*** MATERIAL PROVIDED ***
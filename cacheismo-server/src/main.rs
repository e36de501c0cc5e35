//! `cacheismo-server`: binds the listening socket, wires the CLI-derived
//! configuration into a `CoreContext`, and runs the event loop (§4.8,
//! §10.3). Mirrors `original_source/src/cacheismo.c`'s `main` — parse
//! args, allocate the chunk region, open the listening socket, enter
//! `event_base_dispatch`.

mod config;

use cacheismo::context::{CoreConfig, CoreContext};
use cacheismo::runtime::BuiltinRuntime;
use cacheismo::server::Server;
use clap::Parser;
use config::Cli;
use std::net::SocketAddr;
use std::process;

/// Shared by both allocators' megabyte→page-count conversions (§10.3); the
/// chunk allocator and the arena's free-page cache both use a 4KB page.
pub const PAGE_SIZE: usize = 4096;

fn main() {
    let cli = Cli::parse();
    env_logger::Builder::from_env(env_logger::Env::default().default_filter_or(cli.env_logger_filter())).init();

    let addr = SocketAddr::new(cli.listen, cli.port);
    let core = CoreContext::new(
        cli.page_count(),
        cli.io_page_cache_cap(),
        CoreConfig { virtual_keys: cli.virtual_keys, idle_timeout_secs: cli.idle_timeout_secs },
    );
    let runtime = BuiltinRuntime::new(cli.peers());

    log::info!(
        "cacheismo-server listening on {} (memory={}MB, io-cache={}MB, virtual_keys={}, cluster={})",
        addr,
        cli.memory_mb,
        cli.io_cache_mb,
        cli.virtual_keys,
        cli.cluster
    );

    let mut server = match Server::bind(addr, core, runtime) {
        Ok(server) => server,
        Err(err) => {
            log::error!("failed to bind {}: {}", addr, err);
            process::exit(1);
        }
    };

    if let Err(err) = server.run() {
        log::error!("event loop exited: {}", err);
        process::exit(1);
    }
}
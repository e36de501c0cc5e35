//! CLI surface (§10.3), a direct translation of `cacheismo.c`'s `getopt`
//! table to `clap`'s derive API.

use clap::Parser;
use std::net::IpAddr;

#[derive(Parser, Debug)]
#[command(name = "cacheismo-server", about = "ASCII memcached-protocol cache server")]
pub struct Cli {
    /// Listen port (`-p` in the source).
    #[arg(long, short = 'p', default_value_t = 11211)]
    pub port: u16,

    /// Bind address (`-l` in the source).
    #[arg(long, short = 'l', default_value = "0.0.0.0")]
    pub listen: IpAddr,

    /// Chunk allocator budget in megabytes, converted to a page count
    /// (`-m` in the source).
    #[arg(long, short = 'm', default_value_t = 64)]
    pub memory_mb: u64,

    /// Scripting runtime's script directory; opaque to the core, forwarded
    /// only (`-d` in the source, §10.6).
    #[arg(long, short = 'd', default_value = "./scripts")]
    pub scripts_dir: String,

    /// Enable virtual-key resolution in the runtime boundary (`-e` in the
    /// source).
    #[arg(long, short = 'e', default_value_t = false)]
    pub virtual_keys: bool,

    /// Arena allocator's global free-page cache budget in megabytes (`-i`
    /// in the source).
    #[arg(long, short = 'i', default_value_t = 16)]
    pub io_cache_mb: u64,

    /// Log level: one of `debug`, `info`, `warn`, `err` (`-v` in the
    /// source).
    #[arg(long, short = 'v', default_value = "err")]
    pub log_level: String,

    /// Enable the cluster client and the `--peer` list below (added;
    /// §4.9/§6's "cluster-mode enable" has no concrete flag upstream).
    #[arg(long, default_value_t = false)]
    pub cluster: bool,

    /// `host:port` of a peer server for the cluster client; repeatable
    /// (added).
    #[arg(long = "peer")]
    pub peers: Vec<String>,

    /// Close a connection idle longer than this many seconds (§10.7,
    /// additive; disabled unless set, matching the source exactly).
    #[arg(long)]
    pub idle_timeout_secs: Option<u64>,
}

impl Cli {
    pub fn page_count(&self) -> usize {
        (self.memory_mb * 1024 * 1024 / crate::PAGE_SIZE as u64) as usize
    }

    pub fn io_page_cache_cap(&self) -> usize {
        (self.io_cache_mb * 1024 * 1024 / crate::PAGE_SIZE as u64) as usize
    }

    pub fn peers(&self) -> &[String] {
        if self.cluster {
            &self.peers
        } else {
            &[]
        }
    }

    pub fn env_logger_filter(&self) -> &'static str {
        match self.log_level.as_str() {
            "debug" => "debug",
            "info" => "info",
            "warn" => "warn",
            _ => "error",
        }
    }
}

#[cfg(test)]
mod tests {
    use super::*;

    #[test]
    fn defaults_match_the_source_gettopt_table() {
        let cli = Cli::parse_from(["cacheismo-server"]);
        assert_eq!(cli.port, 11211);
        assert_eq!(cli.memory_mb, 64);
        assert_eq!(cli.io_cache_mb, 16);
        assert!(!cli.virtual_keys);
        assert!(!cli.cluster);
        assert!(cli.peers().is_empty());
    }

    #[test]
    fn cluster_mode_surfaces_configured_peers() {
        let cli = Cli::parse_from(["cacheismo-server", "--cluster", "--peer", "10.0.0.1:11211", "--peer", "10.0.0.2:11211"]);
        assert_eq!(cli.peers(), &["10.0.0.1:11211".to_string(), "10.0.0.2:11211".to_string()][..]);
    }

    #[test]
    fn peers_are_ignored_when_cluster_mode_is_off() {
        let cli = Cli::parse_from(["cacheismo-server", "--peer", "10.0.0.1:11211"]);
        assert!(cli.peers().is_empty());
    }
}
*** End of MATERIAL PROVIDED ***
• _REQUIRED ACTION_:
Would you please copy every line of the data exactly?

• _OUTPUT_:
filename cacheismo-server/src/main.rs
repository e36de501c0cc5e35
//! `cacheismo-server`: binds the listening socket, wires the CLI-derived
//! configuration into a `CoreContext`, and runs the event loop (§4.8,
//! §10.3). Mirrors `original_source/src/cacheismo.c`'s `main` — parse
//! args, allocate the chunk region, open the listening socket, enter
//! `event_base_dispatch`.

mod config;

use cacheismo::context::{CoreConfig, CoreContext};
use cacheismo::runtime::BuiltinRuntime;
use cacheismo::server::Server;
use clap::Parser;
use config::Cli;
use std::net::SocketAddr;
use std::process;

/// Shared by both allocators' megabyte→page-count conversions (§10.3); the
/// chunk allocator and the arena's free-page cache both use a 4KB page.
pub const PAGE_SIZE: usize = 4096;

fn main() {
    let cli = Cli::parse();
    env_logger::Builder::from_env(env_logger::Env::default().default_filter_or(cli.env_logger_filter())).init();

    let addr = SocketAddr::new(cli.listen, cli.port);
    let core = CoreContext::new(
        cli.page_count(),
        cli.io_page_cache_cap(),
        CoreConfig { virtual_keys: cli.virtual_keys, idle_timeout_secs: cli.idle_timeout_secs },
    );
    let runtime = BuiltinRuntime::new(cli.peers());

    log::info!(
        "cacheismo-server listening on {} (memory={}MB, io-cache={}MB, virtual_keys={}, cluster={})",
        addr,
        cli.memory_mb,
        cli.io_cache_mb,
        cli.virtual_keys,
        cli.cluster
    );

    let mut server = match Server::bind(addr, core, runtime) {
        Ok(server) => server,
        Err(err) => {
            log::error!("failed to bind {}: {}", addr, err);
            process::exit(1);
        }
    };

    if let Err(err) = server.run() {
        log::error!("event loop exited: {}", err);
        process::exit(1);
    }
}
repository e36de501c0cc5e35
//! CLI surface (§10.3), a direct translation of `cacheismo.c`'s `getopt`
//! table to `clap`'s derive API.

use clap::Parser;
use std::net::IpAddr;

#[derive(Parser, Debug)]
#[command(name = "cacheismo-server", about = "ASCII memcached-protocol cache server")]
pub struct Cli {
    /// Listen port (`-p` in the source).
    #[arg(long, short = 'p', default_value_t = 11211)]
    pub port: u16,

    /// Bind address (`-l` in the source).
    #[arg(long, short = 'l', default_value = "0.0.0.0")]
    pub listen: IpAddr,

    /// Chunk allocator budget in megabytes, converted to a page count
    /// (`-m` in the source).
    #[arg(long, short = 'm', default_value_t = 64)]
    pub memory_mb: u64,

    /// Scripting runtime's script directory; opaque to the core, forwarded
    /// only (`-d` in the source, §10.6).
    #[arg(long, short = 'd', default_value = "./scripts")]
    pub scripts_dir: String,

    /// Enable virtual-key resolution in the runtime boundary (`-e` in the
    /// source).
    #[arg(long, short = 'e', default_value_t = false)]
    pub virtual_keys: bool,

    /// Arena allocator's global free-page cache budget in megabytes (`-i`
    /// in the source).
    #[arg(long, short = 'i', default_value_t = 16)]
    pub io_cache_mb: u64,

    /// Log level: one of `debug`, `info`, `warn`, `err` (`-v` in the
    /// source).
    #[arg(long, short = 'v', default_value = "err")]
    pub log_level: String,

    /// Enable the cluster client and the `--peer` list below (added;
    /// §4.9/§6's "cluster-mode enable" has no concrete flag upstream).
    #[arg(long, default_value_t = false)]
    pub cluster: bool,

    /// `host:port` of a peer server for the cluster client; repeatable
    /// (added).
    #[arg(long = "peer")]
    pub peers: Vec<String>,

    /// Close a connection idle longer than this many seconds (§10.7,
    /// additive; disabled unless set, matching the source exactly).
    #[arg(long)]
    pub idle_timeout_secs: Option<u64>,
}

impl Cli {
    pub fn page_count(&self) -> usize {
        (self.memory_mb * 1024 * 1024 / crate::PAGE_SIZE as u64) as usize
    }

    pub fn io_page_cache_cap(&self) -> usize {
        (self.io_cache_mb * 1024 * 1024 / crate::PAGE_SIZE as u64) as usize
    }

    pub fn peers(&self) -> &[String] {
        if self.cluster {
            &self.peers
        } else {
            &[]
        }
    }

    pub fn env_logger_filter(&self) -> &'static str {
        match self.log_level.as_str() {
            "debug" => "debug",
            "info" => "info",
            "warn" => "warn",
            _ => "error",
        }
    }
}

#[cfg(test)]
mod tests {
    use super::*;

    #[test]
    fn defaults_match_the_source_gettopt_table() {
        let cli = Cli::parse_from(["cacheismo-server"]);
        assert_eq!(cli.port, 11211);
        assert_eq!(cli.memory_mb, 64);
        assert_eq!(cli.io_cache_mb, 16);
        assert!(!cli.virtual_keys);
        assert!(!cli.cluster);
        assert!(cli.peers().is_empty());
    }

    #[test]
    fn cluster_mode_surfaces_configured_peers() {
        let cli = Cli::parse_from(["cacheismo-server", "--cluster", "--peer", "10.0.0.1:11211", "--peer", "10.0.0.2:11211"]);
        assert_eq!(cli.peers(), &["10.0.0.1:11211".to_string(), "10.0.0.2:11211".to_string()][..]);
    }

    #[test]
    fn peers_are_ignored_when_cluster_mode_is_off() {
        let cli = Cli::parse_from(["cacheismo-server", "--peer", "10.0.0.1:11211"]);
        assert!(cli.peers().is_empty());
    }
}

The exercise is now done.